== Data extracted from a collection ==
□ □ □ □ □

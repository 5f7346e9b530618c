//! Engine configuration
//!
//! Defaults can be overridden through environment variables or a partial
//! JSON document on disk.

use serde::{Deserialize, Serialize};
use std::path::Path;

use crate::error::{BoundaryError, Result};

/// Configuration shared by every scatter request handled by one engine
#[derive(Debug, Clone, PartialEq, Serialize, Deserialize)]
#[serde(default)]
pub struct EngineConfig {
    /// Ceiling on the number of decision-boundary mesh cells
    pub max_grid_cells: u64,

    /// Default mesh step in projected space
    pub default_step: f64,

    /// Maximum points kept per class by the density filter
    pub density_threshold: usize,

    /// Oversampling factor for the density filter's k-means sample
    pub density_multiplier: usize,

    /// Random seed for every stochastic stage
    pub seed: u64,

    /// Grow the mesh step until the grid fits under `max_grid_cells`
    /// instead of failing with `ResourceExceeded`
    pub auto_step: bool,

    /// Number of k-means restarts in the density filter
    pub kmeans_n_init: usize,

    /// Lloyd iterations per k-means restart
    pub kmeans_max_iter: usize,
}

impl Default for EngineConfig {
    fn default() -> Self {
        Self {
            max_grid_cells: env_or("BOUNDARY_MAX_GRID_CELLS", 250_000),
            default_step: env_or("BOUNDARY_GRID_STEP", 0.1),
            density_threshold: env_or("BOUNDARY_DENSITY_THRESHOLD", 2000),
            density_multiplier: env_or("BOUNDARY_DENSITY_MULTIPLIER", 5),
            seed: env_or("BOUNDARY_SEED", 42),
            auto_step: false,
            kmeans_n_init: 3,
            kmeans_max_iter: 100,
        }
    }
}

fn env_or<T: std::str::FromStr>(key: &str, default: T) -> T {
    std::env::var(key)
        .ok()
        .and_then(|v| v.parse().ok())
        .unwrap_or(default)
}

impl EngineConfig {
    /// Create a new configuration with default values
    pub fn new() -> Self {
        Self::default()
    }

    /// Load a (possibly partial) configuration from a JSON file.
    /// Missing keys keep their defaults.
    pub fn from_json_file(path: impl AsRef<Path>) -> Result<Self> {
        let text = std::fs::read_to_string(path)?;
        let config: EngineConfig = serde_json::from_str(&text)?;
        config.validate()?;
        Ok(config)
    }

    /// Check value ranges
    pub fn validate(&self) -> Result<()> {
        if !(self.default_step.is_finite() && self.default_step > 0.0) {
            return Err(BoundaryError::invalid_parameter(
                "default_step",
                self.default_step,
                "must be a positive finite number",
            ));
        }
        if self.max_grid_cells == 0 {
            return Err(BoundaryError::invalid_parameter("max_grid_cells", 0, "must be at least 1"));
        }
        if self.density_threshold == 0 {
            return Err(BoundaryError::invalid_parameter("density_threshold", 0, "must be at least 1"));
        }
        if self.density_multiplier == 0 {
            return Err(BoundaryError::invalid_parameter("density_multiplier", 0, "must be at least 1"));
        }
        if self.kmeans_n_init == 0 {
            return Err(BoundaryError::invalid_parameter("kmeans_n_init", 0, "must be at least 1"));
        }
        Ok(())
    }

    /// Builder method to set the mesh step
    pub fn with_step(mut self, step: f64) -> Self {
        self.default_step = step;
        self
    }

    /// Builder method to set the mesh cell ceiling
    pub fn with_max_grid_cells(mut self, cells: u64) -> Self {
        self.max_grid_cells = cells;
        self
    }

    /// Builder method to set the density filter bounds
    pub fn with_density(mut self, threshold: usize, multiplier: usize) -> Self {
        self.density_threshold = threshold;
        self.density_multiplier = multiplier;
        self
    }

    /// Builder method to set the random seed
    pub fn with_seed(mut self, seed: u64) -> Self {
        self.seed = seed;
        self
    }

    /// Builder method to enable automatic step growth
    pub fn with_auto_step(mut self, auto_step: bool) -> Self {
        self.auto_step = auto_step;
        self
    }
}

#[cfg(test)]
mod tests {
    use super::*;

    #[test]
    fn test_default_config() {
        let config = EngineConfig::default();
        assert!(config.validate().is_ok());
        assert!(!config.auto_step);
        assert_eq!(config.kmeans_n_init, 3);
    }

    #[test]
    fn test_builder_pattern() {
        let config = EngineConfig::new()
            .with_step(0.25)
            .with_density(100, 2)
            .with_seed(7)
            .with_auto_step(true);
        assert_eq!(config.default_step, 0.25);
        assert_eq!(config.density_threshold, 100);
        assert_eq!(config.density_multiplier, 2);
        assert_eq!(config.seed, 7);
        assert!(config.auto_step);
    }

    #[test]
    fn test_partial_json_keeps_defaults() {
        let config: EngineConfig = serde_json::from_str(r#"{"default_step": 0.5}"#).unwrap();
        assert_eq!(config.default_step, 0.5);
        assert_eq!(config.kmeans_max_iter, 100);
    }

    #[test]
    fn test_rejects_non_positive_step() {
        let config = EngineConfig::new().with_step(0.0);
        assert!(matches!(
            config.validate(),
            Err(BoundaryError::InvalidParameter { .. })
        ));
    }
}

□ □ □ □ □

Transcribe every record. Match each line exactly.

repository 5f7346e9b530618c
//! Engine configuration
//!
//! Defaults can be overridden through environment variables or a partial
//! JSON document on disk.

use serde::{Deserialize, Serialize};
use std::path::Path;

use crate::error::{BoundaryError, Result};

/// Configuration shared by every scatter request handled by one engine
#[derive(Debug, Clone, PartialEq, Serialize, Deserialize)]
#[serde(default)]
pub struct EngineConfig {
    /// Ceiling on the number of decision-boundary mesh cells
    pub max_grid_cells: u64,

    /// Default mesh step in projected space
    pub default_step: f64,

    /// Maximum points kept per class by the density filter
    pub density_threshold: usize,

    /// Oversampling factor for the density filter's k-means sample
    pub density_multiplier: usize,

    /// Random seed for every stochastic stage
    pub seed: u64,

    /// Grow the mesh step until the grid fits under `max_grid_cells`
    /// instead of failing with `ResourceExceeded`
    pub auto_step: bool,

    /// Number of k-means restarts in the density filter
    pub kmeans_n_init: usize,

    /// Lloyd iterations per k-means restart
    pub kmeans_max_iter: usize,
}

impl Default for EngineConfig {
    fn default() -> Self {
        Self {
            max_grid_cells: env_or("BOUNDARY_MAX_GRID_CELLS", 250_000),
            default_step: env_or("BOUNDARY_GRID_STEP", 0.1),
            density_threshold: env_or("BOUNDARY_DENSITY_THRESHOLD", 2000),
            density_multiplier: env_or("BOUNDARY_DENSITY_MULTIPLIER", 5),
            seed: env_or("BOUNDARY_SEED", 42),
            auto_step: false,
            kmeans_n_init: 3,
            kmeans_max_iter: 100,
        }
    }
}

fn env_or<T: std::str::FromStr>(key: &str, default: T) -> T {
    std::env::var(key)
        .ok()
        .and_then(|v| v.parse().ok())
        .unwrap_or(default)
}

impl EngineConfig {
    /// Create a new configuration with default values
    pub fn new() -> Self {
        Self::default()
    }

    /// Load a (possibly partial) configuration from a JSON file.
    /// Missing keys keep their defaults.
    pub fn from_json_file(path: impl AsRef<Path>) -> Result<Self> {
        let text = std::fs::read_to_string(path)?;
        let config: EngineConfig = serde_json::from_str(&text)?;
        config.validate()?;
        Ok(config)
    }

    /// Check value ranges
    pub fn validate(&self) -> Result<()> {
        if !(self.default_step.is_finite() && self.default_step > 0.0) {
            return Err(BoundaryError::invalid_parameter(
                "default_step",
                self.default_step,
                "must be a positive finite number",
            ));
        }
        if self.max_grid_cells == 0 {
            return Err(BoundaryError::invalid_parameter("max_grid_cells", 0, "must be at least 1"));
        }
        if self.density_threshold == 0 {
            return Err(BoundaryError::invalid_parameter("density_threshold", 0, "must be at least 1"));
        }
        if self.density_multiplier == 0 {
            return Err(BoundaryError::invalid_parameter("density_multiplier", 0, "must be at least 1"));
        }
        if self.kmeans_n_init == 0 {
            return Err(BoundaryError::invalid_parameter("kmeans_n_init", 0, "must be at least 1"));
        }
        Ok(())
    }

    /// Builder method to set the mesh step
    pub fn with_step(mut self, step: f64) -> Self {
        self.default_step = step;
        self
    }

    /// Builder method to set the mesh cell ceiling
    pub fn with_max_grid_cells(mut self, cells: u64) -> Self {
        self.max_grid_cells = cells;
        self
    }

    /// Builder method to set the density filter bounds
    pub fn with_density(mut self, threshold: usize, multiplier: usize) -> Self {
        self.density_threshold = threshold;
        self.density_multiplier = multiplier;
        self
    }

    /// Builder method to set the random seed
    pub fn with_seed(mut self, seed: u64) -> Self {
        self.seed = seed;
        self
    }

    /// Builder method to enable automatic step growth
    pub fn with_auto_step(mut self, auto_step: bool) -> Self {
        self.auto_step = auto_step;
        self
    }
}

#[cfg(test)]
mod tests {
    use super::*;

    #[test]
    fn test_default_config() {
        let config = EngineConfig::default();
        assert!(config.validate().is_ok());
        assert!(!config.auto_step);
        assert_eq!(config.kmeans_n_init, 3);
    }

    #[test]
    fn test_builder_pattern() {
        let config = EngineConfig::new()
            .with_step(0.25)
            .with_density(100, 2)
            .with_seed(7)
            .with_auto_step(true);
        assert_eq!(config.default_step, 0.25);
        assert_eq!(config.density_threshold, 100);
        assert_eq!(config.density_multiplier, 2);
        assert_eq!(config.seed, 7);
        assert!(config.auto_step);
    }

    #[test]
    fn test_partial_json_keeps_defaults() {
        let config: EngineConfig = serde_json::from_str(r#"{"default_step": 0.5}"#).unwrap();
        assert_eq!(config.default_step, 0.5);
        assert_eq!(config.kmeans_max_iter, 100);
    }

    #[test]
    fn test_rejects_non_positive_step() {
        let config = EngineConfig::new().with_step(0.0);
        assert!(matches!(
            config.validate(),
            Err(BoundaryError::InvalidParameter { .. })
        ));
    }
}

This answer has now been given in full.